> **Work task**
Among the records that follow, find each line holding the word "local" and copy it.
■ ■ ■ ■ ■ ■ ■
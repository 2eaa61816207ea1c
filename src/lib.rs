pub mod config;
pub mod error;
pub mod rest;
pub mod status;
pub mod store;

use std::sync::Arc;

use config::ServerConfig;
use store::TaskStore;

/// Shared application state passed to every REST handler.
#[derive(Clone)]
pub struct AppContext {
    pub config: Arc<ServerConfig>,
    pub store: TaskStore,
    pub started_at: std::time::Instant,
}

impl AppContext {
    pub fn new(config: ServerConfig, store: TaskStore) -> Self {
        Self {
            config: Arc::new(config),
            store,
            started_at: std::time::Instant::now(),
        }
    }
}
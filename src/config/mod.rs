use serde::Deserialize;
use std::path::{Path, PathBuf};
use tracing::error;

const DEFAULT_PORT: u16 = 3000;

fn default_bind_address() -> String {
    "127.0.0.1".to_string()
}

// ─── ObservabilityConfig ─────────────────────────────────────────────────────

/// Server observability configuration (`[observability]` in config.toml).
#[derive(Debug, Clone, Deserialize)]
#[serde(default)]
pub struct ObservabilityConfig {
    /// Log SQLite queries that exceed this threshold (milliseconds). Default: 100.
    /// Set to 0 to disable slow query logging.
    pub slow_query_threshold_ms: u64,
}

impl Default for ObservabilityConfig {
    fn default() -> Self {
        Self {
            slow_query_threshold_ms: 100,
        }
    }
}

// ─── TOML config file ────────────────────────────────────────────────────────

/// `{data_dir}/config.toml`: all fields are optional overrides.
/// Priority: CLI / env var  >  TOML  >  built-in default.
#[derive(Deserialize, Default)]
struct TomlConfig {
    /// HTTP server port (default: 3000).
    port: Option<u16>,
    /// Log level filter string, e.g. "debug", "info,taskrd=trace" (default: "info").
    log: Option<String>,
    /// Bind address for the HTTP server (default: "127.0.0.1"; use "0.0.0.0" for LAN access).
    bind_address: Option<String>,
    /// Log output format: "pretty" (default, human-readable) | "json" (structured for log aggregators).
    log_format: Option<String>,
    /// Directory holding the built web UI. When set and present, the server
    /// serves it at `/` alongside the API. Omit for API-only.
    assets_dir: Option<PathBuf>,
    /// Observability configuration (`[observability]`).
    observability: Option<ObservabilityConfig>,
}

fn load_toml(data_dir: &Path) -> Option<TomlConfig> {
    let path = data_dir.join("config.toml");
    let contents = std::fs::read_to_string(&path).ok()?;
    match toml::from_str::<TomlConfig>(&contents) {
        Ok(cfg) => Some(cfg),
        Err(e) => {
            error!(path = %path.display(), err = %e, "failed to parse config.toml, using defaults");
            None
        }
    }
}

// ─── ServerConfig ────────────────────────────────────────────────────────────

#[derive(Debug, Clone)]
pub struct ServerConfig {
    pub port: u16,
    pub data_dir: PathBuf,
    pub log: String,
    /// Bind address for the HTTP server (TASKRD_BIND env var, default: "127.0.0.1").
    pub bind_address: String,
    /// Log output format: "pretty" (default) | "json" (structured for log aggregators).
    pub log_format: String,
    /// Built web UI directory; served at `/` when it exists.
    pub assets_dir: Option<PathBuf>,
    /// Observability: slow query threshold.
    pub observability: ObservabilityConfig,
}

impl ServerConfig {
    /// Build config from CLI/env args + optional TOML file.
    ///
    /// Priority (highest to lowest):
    ///   1. CLI / env   (passed as `Some(value)` from clap)
    ///   2. TOML file at `{data_dir}/config.toml`
    ///   3. Built-in defaults
    pub fn new(
        port: Option<u16>,
        data_dir: Option<PathBuf>,
        log: Option<String>,
        bind_address: Option<String>,
    ) -> Self {
        let data_dir = data_dir.unwrap_or_else(default_data_dir);

        // TOML sits below CLI/env in priority
        let toml = load_toml(&data_dir).unwrap_or_default();

        let port = port.or(toml.port).unwrap_or(DEFAULT_PORT);
        let log = log.or(toml.log).unwrap_or_else(|| "info".to_string());

        let bind_address = bind_address
            .or(std::env::var("TASKRD_BIND").ok().filter(|s| !s.is_empty()))
            .or(toml.bind_address)
            .unwrap_or_else(default_bind_address);

        let log_format = std::env::var("TASKRD_LOG_FORMAT")
            .ok()
            .filter(|s| !s.is_empty())
            .or(toml.log_format)
            .unwrap_or_else(|| "pretty".to_string());

        let assets_dir = std::env::var("TASKRD_ASSETS_DIR")
            .ok()
            .filter(|s| !s.is_empty())
            .map(PathBuf::from)
            .or(toml.assets_dir);

        let observability = toml.observability.unwrap_or_default();

        Self {
            port,
            data_dir,
            log,
            bind_address,
            log_format,
            assets_dir,
            observability,
        }
    }
}

fn default_data_dir() -> PathBuf {
    #[cfg(target_os = "macos")]
    {
        // ~/Library/Application Support/taskrd
        if let Ok(home) = std::env::var("HOME") {
            return PathBuf::from(home)
                .join("Library")
                .join("Application Support")
                .join("taskrd");
        }
    }
    #[cfg(target_os = "linux")]
    {
        // $XDG_DATA_HOME/taskrd or ~/.local/share/taskrd
        if let Ok(xdg) = std::env::var("XDG_DATA_HOME") {
            return PathBuf::from(xdg).join("taskrd");
        }
        if let Ok(home) = std::env::var("HOME") {
            return PathBuf::from(home)
                .join(".local")
                .join("share")
                .join("taskrd");
        }
    }
    #[cfg(target_os = "windows")]
    {
        // %APPDATA%\taskrd
        if let Ok(appdata) = std::env::var("APPDATA") {
            return PathBuf::from(appdata).join("taskrd");
        }
    }
    // Fallback
    PathBuf::from(".taskrd")
}
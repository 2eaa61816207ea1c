// rest/routes/tasks.rs — Task CRUD routes.
//
// Request bodies use the camelCase field names the web UI sends
// (taskName, taskDescription, taskDueDate); responses are stored rows.

use axum::{
    extract::{Path, Query, State},
    Json,
};
use chrono::{DateTime, NaiveDate, Utc};
use serde::Deserialize;
use std::sync::Arc;

use crate::error::{TaskError, CREATE_FIELDS_REQUIRED, EDIT_FIELDS_REQUIRED};
use crate::store::TaskRow;
use crate::AppContext;

pub async fn list_tasks(
    State(ctx): State<Arc<AppContext>>,
) -> Result<Json<Vec<TaskRow>>, TaskError> {
    let tasks = ctx.store.list_tasks().await?;
    Ok(Json(tasks))
}

#[derive(Deserialize)]
#[serde(rename_all = "camelCase")]
pub struct AddTaskRequest {
    pub task_name: Option<String>,
    pub task_description: Option<String>,
    pub task_due_date: Option<String>,
}

pub async fn add_task(
    State(ctx): State<Arc<AppContext>>,
    Json(body): Json<AddTaskRequest>,
) -> Result<Json<TaskRow>, TaskError> {
    let name = body.task_name.unwrap_or_default();
    let description = body.task_description.unwrap_or_default();
    let due_raw = body.task_due_date.unwrap_or_default();

    if name.is_empty() || due_raw.is_empty() {
        return Err(TaskError::validation(CREATE_FIELDS_REQUIRED));
    }
    let due_date = parse_due_date(&due_raw)?;

    let task = ctx.store.create_task(&name, &description, due_date).await?;
    Ok(Json(task))
}

#[derive(Deserialize)]
#[serde(rename_all = "camelCase")]
pub struct EditTaskRequest {
    pub task_name: Option<String>,
    pub task_description: Option<String>,
    pub task_due_date: Option<String>,
}

pub async fn edit_task(
    State(ctx): State<Arc<AppContext>>,
    Path(id): Path<String>,
    Json(body): Json<EditTaskRequest>,
) -> Result<Json<TaskRow>, TaskError> {
    let name = body.task_name.unwrap_or_default();
    let description = body.task_description.unwrap_or_default();
    let due_raw = body.task_due_date.unwrap_or_default();

    if id.is_empty() || name.is_empty() || due_raw.is_empty() {
        return Err(TaskError::validation(EDIT_FIELDS_REQUIRED));
    }
    let due_date = parse_due_date(&due_raw)?;

    let task = ctx
        .store
        .edit_task(&id, &name, &description, due_date)
        .await?;
    Ok(Json(task))
}

#[derive(Deserialize)]
#[serde(rename_all = "camelCase")]
pub struct SearchTasksQuery {
    pub task_name: Option<String>,
}

pub async fn search_tasks(
    State(ctx): State<Arc<AppContext>>,
    Query(query): Query<SearchTasksQuery>,
) -> Result<Json<Vec<TaskRow>>, TaskError> {
    // Absent or empty taskName matches everything
    let pattern = query.task_name.unwrap_or_default();
    let tasks = ctx.store.search_tasks(&pattern).await?;
    Ok(Json(tasks))
}

/// Accepts an RFC 3339 timestamp or a plain `YYYY-MM-DD` calendar date
/// (taken as midnight UTC). Anything else is a validation error, not a 500.
fn parse_due_date(raw: &str) -> Result<DateTime<Utc>, TaskError> {
    if let Ok(dt) = DateTime::parse_from_rfc3339(raw) {
        return Ok(dt.with_timezone(&Utc));
    }
    if let Ok(date) = NaiveDate::parse_from_str(raw, "%Y-%m-%d") {
        if let Some(dt) = date.and_hms_opt(0, 0, 0) {
            return Ok(dt.and_utc());
        }
    }
    Err(TaskError::validation(
        "taskDueDate must be a valid date (YYYY-MM-DD or RFC 3339).",
    ))
}

#[cfg(test)]
mod tests {
    use super::*;
    use chrono::Timelike;

    #[test]
    fn parses_rfc3339_with_offset() {
        let dt = parse_due_date("2026-03-01T12:30:00+02:00").unwrap();
        assert_eq!(dt.to_rfc3339(), "2026-03-01T10:30:00+00:00");
    }

    #[test]
    fn parses_plain_date_as_midnight_utc() {
        let dt = parse_due_date("2026-03-01").unwrap();
        assert_eq!(dt.hour(), 0);
        assert_eq!(dt.to_rfc3339(), "2026-03-01T00:00:00+00:00");
    }

    #[test]
    fn rejects_garbage_dates() {
        assert!(matches!(
            parse_due_date("next tuesday"),
            Err(TaskError::Validation(_))
        ));
        assert!(matches!(
            parse_due_date("2026-13-40"),
            Err(TaskError::Validation(_))
        ));
    }
}
pub mod health;
pub mod tasks;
■ ■ ■ ■ ■ ■ ■
> **Output for this task**
        // $XDG_DATA_HOME/taskrd or ~/.local/share/taskrd
                .join(".local")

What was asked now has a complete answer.